• **ACTIVITY**
Write out all the data again, exactly as shown.

• **THE DATA**
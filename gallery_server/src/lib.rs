//! `gallery_server`
//!
//! Session coordinator: relays peer state between connected viewers.

pub mod server;

pub use server::RelayServer;
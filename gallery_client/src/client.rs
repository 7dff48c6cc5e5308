//! Client implementation.
//!
//! The client maintains:
//! - One reliable connection to the session coordinator
//! - The room, catalog, and current exhibit list
//! - The scene graph, texture store, and frame pool
//! - Peer avatars updated from inbound state messages
//!
//! Everything lives on this struct; components receive references, and
//! no module-level state exists. Layout and reconciliation are pure and
//! synchronous; the only suspension points are the socket.

use std::time::Duration;

use anyhow::Context;
use gallery_shared::{
    catalog::Catalog,
    config::GalleryConfig,
    exhibit::{normalize_payload, ExhibitItem},
    frames::FramePool,
    layout::{compute_layout, LayoutOptions},
    math::Vec3,
    net::{GalleryMsg, PeerId, PeerUpdate, ReliableConn, PROTOCOL_VERSION},
    room::Room,
    scene::Scene,
    textures::TextureStore,
};
use serde_json::Value;
use tokio::net::TcpStream;
use tracing::{debug, info, warn};

use crate::avatars::AvatarRegistry;

/// Peer link state. Sends are silently dropped unless `Open`; a fresher
/// position goes out on the next tick anyway.
#[derive(Debug, Clone, Copy, PartialEq, Eq)]
pub enum LinkState {
    Connecting,
    Open,
    /// Terminal: no reconnection is attempted.
    Closed,
}

/// High-level gallery client.
pub struct GalleryClient {
    pub peer_id: PeerId,
    pub state: LinkState,

    conn: ReliableConn,

    pub room: Room,
    pub layout: LayoutOptions,
    pub catalog: Catalog,
    assets_base: String,

    pub scene: Scene,
    pub textures: TextureStore,
    pub pool: FramePool,
    pub avatars: AvatarRegistry,

    /// Most recently displayed exhibit list.
    items: Vec<ExhibitItem>,

    /// Curator messages to display.
    pub chat_messages: Vec<String>,
}

impl GalleryClient {
    /// Connects to the coordinator and performs the handshake.
    pub async fn connect(cfg: &GalleryConfig, catalog: Catalog) -> anyhow::Result<Self> {
        let room = Room::new(cfg.room.width, cfg.room.height, cfg.room.depth)?;

        info!(server = %cfg.server_addr, "Connecting to coordinator");

        let stream = TcpStream::connect(&cfg.server_addr)
            .await
            .context("tcp connect")?;
        let mut conn = ReliableConn::new(stream);

        conn.send(&GalleryMsg::Hello {
            protocol: PROTOCOL_VERSION,
        })
        .await?;

        let welcome = conn.recv().await?;
        let peer_id = match welcome {
            GalleryMsg::Welcome { peer_id } => peer_id,
            other => anyhow::bail!("expected Welcome, got {other:?}"),
        };

        info!(peer_id = ?peer_id, "Connected to coordinator");

        Ok(Self {
            peer_id,
            state: LinkState::Open,
            conn,
            room,
            layout: LayoutOptions::default(),
            catalog,
            assets_base: cfg.assets_base.clone(),
            scene: Scene::default(),
            textures: TextureStore::default(),
            pool: FramePool::default(),
            avatars: AvatarRegistry::default(),
            items: Vec::new(),
            chat_messages: Vec::new(),
        })
    }

    /// Number of items currently displayed.
    pub fn displayed_count(&self) -> usize {
        self.items.len()
    }

    /// Ingests one curation payload and updates the room.
    ///
    /// An empty post-filter works list is "no update": the previous
    /// exhibits stay on the walls rather than blanking the room on a bad
    /// response. Returns the number of items now displayed.
    pub fn apply_payload(&mut self, value: &Value) -> usize {
        let payload = normalize_payload(value);

        if let Some(comment) = &payload.curator_comment {
            self.chat_messages.push(comment.clone());
        } else if let Some(err) = &payload.error {
            self.chat_messages.push(format!("error: {err}"));
        } else if let Some(text) = &payload.text {
            self.chat_messages.push(text.clone());
        }

        if payload.works.is_empty() {
            debug!("Payload carried no works; keeping current exhibits");
            return self.items.len();
        }

        let works = self.catalog.enrich(payload.works, &self.assets_base);
        self.show_items(works)
    }

    /// Replaces the displayed exhibit list directly (initial seeding,
    /// tests). One layout pass plus one reconciliation.
    pub fn show_items(&mut self, items: Vec<ExhibitItem>) -> usize {
        let placements = compute_layout(items.len(), &self.room, &self.layout);
        if placements.iter().any(Option::is_none) {
            warn!(
                items = items.len(),
                "Degraded layout: some items have no placement"
            );
        }
        self.pool
            .reconcile(&mut self.scene, &mut self.textures, &items, &placements);
        self.items = items;
        info!(count = self.items.len(), "Exhibits updated");
        self.items.len()
    }

    /// Sends the local viewer position. Skipped silently unless the link
    /// is `Open`; a send failure closes the link.
    pub async fn broadcast_position(&mut self, position: Vec3) -> anyhow::Result<()> {
        if self.state != LinkState::Open {
            return Ok(());
        }
        let msg = GalleryMsg::PeerState(PeerUpdate {
            peer_id: self.peer_id,
            position,
        });
        if let Err(e) = self.conn.send(&msg).await {
            warn!(error = %e, "Coordinator link lost on send");
            self.state = LinkState::Closed;
        }
        Ok(())
    }

    /// Drains inbound peer state, applying each update to the avatar
    /// registry. Waits up to `timeout` for the first message, then keeps
    /// consuming whatever is already buffered.
    pub async fn poll_peers(&mut self, timeout: Duration) -> anyhow::Result<()> {
        let mut wait = timeout;
        while self.state == LinkState::Open {
            match self.conn.recv_timeout(wait).await {
                Ok(Some(GalleryMsg::PeerState(update))) => {
                    self.avatars.apply(&mut self.scene, &update);
                }
                Ok(Some(GalleryMsg::Disconnect { reason })) => {
                    info!(reason = %reason, "Coordinator closed the session");
                    self.state = LinkState::Closed;
                }
                Ok(Some(other)) => {
                    debug!(?other, "Unhandled message");
                }
                Ok(None) => break, // Timeout, nothing buffered.
                Err(e) => {
                    warn!(error = %e, "Coordinator link lost on recv");
                    self.state = LinkState::Closed;
                }
            }
            wait = Duration::ZERO;
        }
        Ok(())
    }

    /// Executes a console command.
    pub fn exec_console(&mut self, line: &str) -> anyhow::Result<Vec<String>> {
        let line = line.trim();
        let (cmd, rest) = match line.split_once(char::is_whitespace) {
            Some((c, r)) => (c, r.trim()),
            None => (line, ""),
        };
        if cmd.is_empty() {
            return Ok(Vec::new());
        }

        match cmd {
            "exhibit" => {
                if rest.is_empty() {
                    return Ok(vec!["Usage: exhibit <payload-json>".to_string()]);
                }
                match serde_json::from_str::<Value>(rest) {
                    Ok(value) => {
                        let n = self.apply_payload(&value);
                        Ok(vec![format!("Displaying {n} exhibits")])
                    }
                    Err(e) => Ok(vec![format!("Invalid payload json: {e}")]),
                }
            }
            "status" => {
                let mut out = Vec::new();
                out.push(format!("Link: {:?}", self.state));
                out.push(format!("Peer ID: {:?}", self.peer_id));
                out.push(format!(
                    "Room: {}x{}x{}",
                    self.room.width, self.room.height, self.room.depth
                ));
                out.push(format!("Exhibits: {}", self.items.len()));
                out.push(format!("Frames: {}", self.pool.len()));
                out.push(format!("Peers seen: {}", self.avatars.len()));
                out.push(format!("Catalog entries: {}", self.catalog.len()));
                Ok(out)
            }
            "quit" | "exit" => {
                std::process::exit(0);
            }
            _ => Ok(vec![format!("Unknown command: {cmd}")]),
        }
    }
}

• **TASK RESPONSE**
filename gallery_server/src/lib.rs
//! `gallery_server`
//!
//! Session coordinator: relays peer state between connected viewers.

pub mod server;

pub use server::RelayServer;
filename gallery_client/src/client.rs
repository 7dff48c6cc5e5308
//! Client implementation.
//!
//! The client maintains:
//! - One reliable connection to the session coordinator
//! - The room, catalog, and current exhibit list
//! - The scene graph, texture store, and frame pool
//! - Peer avatars updated from inbound state messages
//!
//! Everything lives on this struct; components receive references, and
//! no module-level state exists. Layout and reconciliation are pure and
//! synchronous; the only suspension points are the socket.

use std::time::Duration;

use anyhow::Context;
use gallery_shared::{
    catalog::Catalog,
    config::GalleryConfig,
    exhibit::{normalize_payload, ExhibitItem},
    frames::FramePool,
    layout::{compute_layout, LayoutOptions},
    math::Vec3,
    net::{GalleryMsg, PeerId, PeerUpdate, ReliableConn, PROTOCOL_VERSION},
    room::Room,
    scene::Scene,
    textures::TextureStore,
};
use serde_json::Value;
use tokio::net::TcpStream;
use tracing::{debug, info, warn};

use crate::avatars::AvatarRegistry;

/// Peer link state. Sends are silently dropped unless `Open`; a fresher
/// position goes out on the next tick anyway.
#[derive(Debug, Clone, Copy, PartialEq, Eq)]
pub enum LinkState {
    Connecting,
    Open,
    /// Terminal: no reconnection is attempted.
    Closed,
}

/// High-level gallery client.
pub struct GalleryClient {
    pub peer_id: PeerId,
    pub state: LinkState,

    conn: ReliableConn,

    pub room: Room,
    pub layout: LayoutOptions,
    pub catalog: Catalog,
    assets_base: String,

    pub scene: Scene,
    pub textures: TextureStore,
    pub pool: FramePool,
    pub avatars: AvatarRegistry,

    /// Most recently displayed exhibit list.
    items: Vec<ExhibitItem>,

    /// Curator messages to display.
    pub chat_messages: Vec<String>,
}

impl GalleryClient {
    /// Connects to the coordinator and performs the handshake.
    pub async fn connect(cfg: &GalleryConfig, catalog: Catalog) -> anyhow::Result<Self> {
        let room = Room::new(cfg.room.width, cfg.room.height, cfg.room.depth)?;

        info!(server = %cfg.server_addr, "Connecting to coordinator");

        let stream = TcpStream::connect(&cfg.server_addr)
            .await
            .context("tcp connect")?;
        let mut conn = ReliableConn::new(stream);

        conn.send(&GalleryMsg::Hello {
            protocol: PROTOCOL_VERSION,
        })
        .await?;

        let welcome = conn.recv().await?;
        let peer_id = match welcome {
            GalleryMsg::Welcome { peer_id } => peer_id,
            other => anyhow::bail!("expected Welcome, got {other:?}"),
        };

        info!(peer_id = ?peer_id, "Connected to coordinator");

        Ok(Self {
            peer_id,
            state: LinkState::Open,
            conn,
            room,
            layout: LayoutOptions::default(),
            catalog,
            assets_base: cfg.assets_base.clone(),
            scene: Scene::default(),
            textures: TextureStore::default(),
            pool: FramePool::default(),
            avatars: AvatarRegistry::default(),
            items: Vec::new(),
            chat_messages: Vec::new(),
        })
    }

    /// Number of items currently displayed.
    pub fn displayed_count(&self) -> usize {
        self.items.len()
    }

    /// Ingests one curation payload and updates the room.
    ///
    /// An empty post-filter works list is "no update": the previous
    /// exhibits stay on the walls rather than blanking the room on a bad
    /// response. Returns the number of items now displayed.
    pub fn apply_payload(&mut self, value: &Value) -> usize {
        let payload = normalize_payload(value);

        if let Some(comment) = &payload.curator_comment {
            self.chat_messages.push(comment.clone());
        } else if let Some(err) = &payload.error {
            self.chat_messages.push(format!("error: {err}"));
        } else if let Some(text) = &payload.text {
            self.chat_messages.push(text.clone());
        }

        if payload.works.is_empty() {
            debug!("Payload carried no works; keeping current exhibits");
            return self.items.len();
        }

        let works = self.catalog.enrich(payload.works, &self.assets_base);
        self.show_items(works)
    }

    /// Replaces the displayed exhibit list directly (initial seeding,
    /// tests). One layout pass plus one reconciliation.
    pub fn show_items(&mut self, items: Vec<ExhibitItem>) -> usize {
        let placements = compute_layout(items.len(), &self.room, &self.layout);
        if placements.iter().any(Option::is_none) {
            warn!(
                items = items.len(),
                "Degraded layout: some items have no placement"
            );
        }
        self.pool
            .reconcile(&mut self.scene, &mut self.textures, &items, &placements);
        self.items = items;
        info!(count = self.items.len(), "Exhibits updated");
        self.items.len()
    }

    /// Sends the local viewer position. Skipped silently unless the link
    /// is `Open`; a send failure closes the link.
    pub async fn broadcast_position(&mut self, position: Vec3) -> anyhow::Result<()> {
        if self.state != LinkState::Open {
            return Ok(());
        }
        let msg = GalleryMsg::PeerState(PeerUpdate {
            peer_id: self.peer_id,
            position,
        });
        if let Err(e) = self.conn.send(&msg).await {
            warn!(error = %e, "Coordinator link lost on send");
            self.state = LinkState::Closed;
        }
        Ok(())
    }

    /// Drains inbound peer state, applying each update to the avatar
    /// registry. Waits up to `timeout` for the first message, then keeps
    /// consuming whatever is already buffered.
    pub async fn poll_peers(&mut self, timeout: Duration) -> anyhow::Result<()> {
        let mut wait = timeout;
        while self.state == LinkState::Open {
            match self.conn.recv_timeout(wait).await {
                Ok(Some(GalleryMsg::PeerState(update))) => {
                    self.avatars.apply(&mut self.scene, &update);
                }
                Ok(Some(GalleryMsg::Disconnect { reason })) => {
                    info!(reason = %reason, "Coordinator closed the session");
                    self.state = LinkState::Closed;
                }
                Ok(Some(other)) => {
                    debug!(?other, "Unhandled message");
                }
                Ok(None) => break, // Timeout, nothing buffered.
                Err(e) => {
                    warn!(error = %e, "Coordinator link lost on recv");
                    self.state = LinkState::Closed;
                }
            }
            wait = Duration::ZERO;
        }
        Ok(())
    }

    /// Executes a console command.
    pub fn exec_console(&mut self, line: &str) -> anyhow::Result<Vec<String>> {
        let line = line.trim();
        let (cmd, rest) = match line.split_once(char::is_whitespace) {
            Some((c, r)) => (c, r.trim()),
            None => (line, ""),
        };
        if cmd.is_empty() {
            return Ok(Vec::new());
        }

        match cmd {
            "exhibit" => {
                if rest.is_empty() {
                    return Ok(vec!["Usage: exhibit <payload-json>".to_string()]);
                }
                match serde_json::from_str::<Value>(rest) {
                    Ok(value) => {
                        let n = self.apply_payload(&value);
                        Ok(vec![format!("Displaying {n} exhibits")])
                    }
                    Err(e) => Ok(vec![format!("Invalid payload json: {e}")]),
                }
            }
            "status" => {
                let mut out = Vec::new();
                out.push(format!("Link: {:?}", self.state));
                out.push(format!("Peer ID: {:?}", self.peer_id));
                out.push(format!(
                    "Room: {}x{}x{}",
                    self.room.width, self.room.height, self.room.depth
                ));
                out.push(format!("Exhibits: {}", self.items.len()));
                out.push(format!("Frames: {}", self.pool.len()));
                out.push(format!("Peers seen: {}", self.avatars.len()));
                out.push(format!("Catalog entries: {}", self.catalog.len()));
                Ok(out)
            }
            "quit" | "exit" => {
                std::process::exit(0);
            }
            _ => Ok(vec![format!("Unknown command: {cmd}")]),
        }
    }
}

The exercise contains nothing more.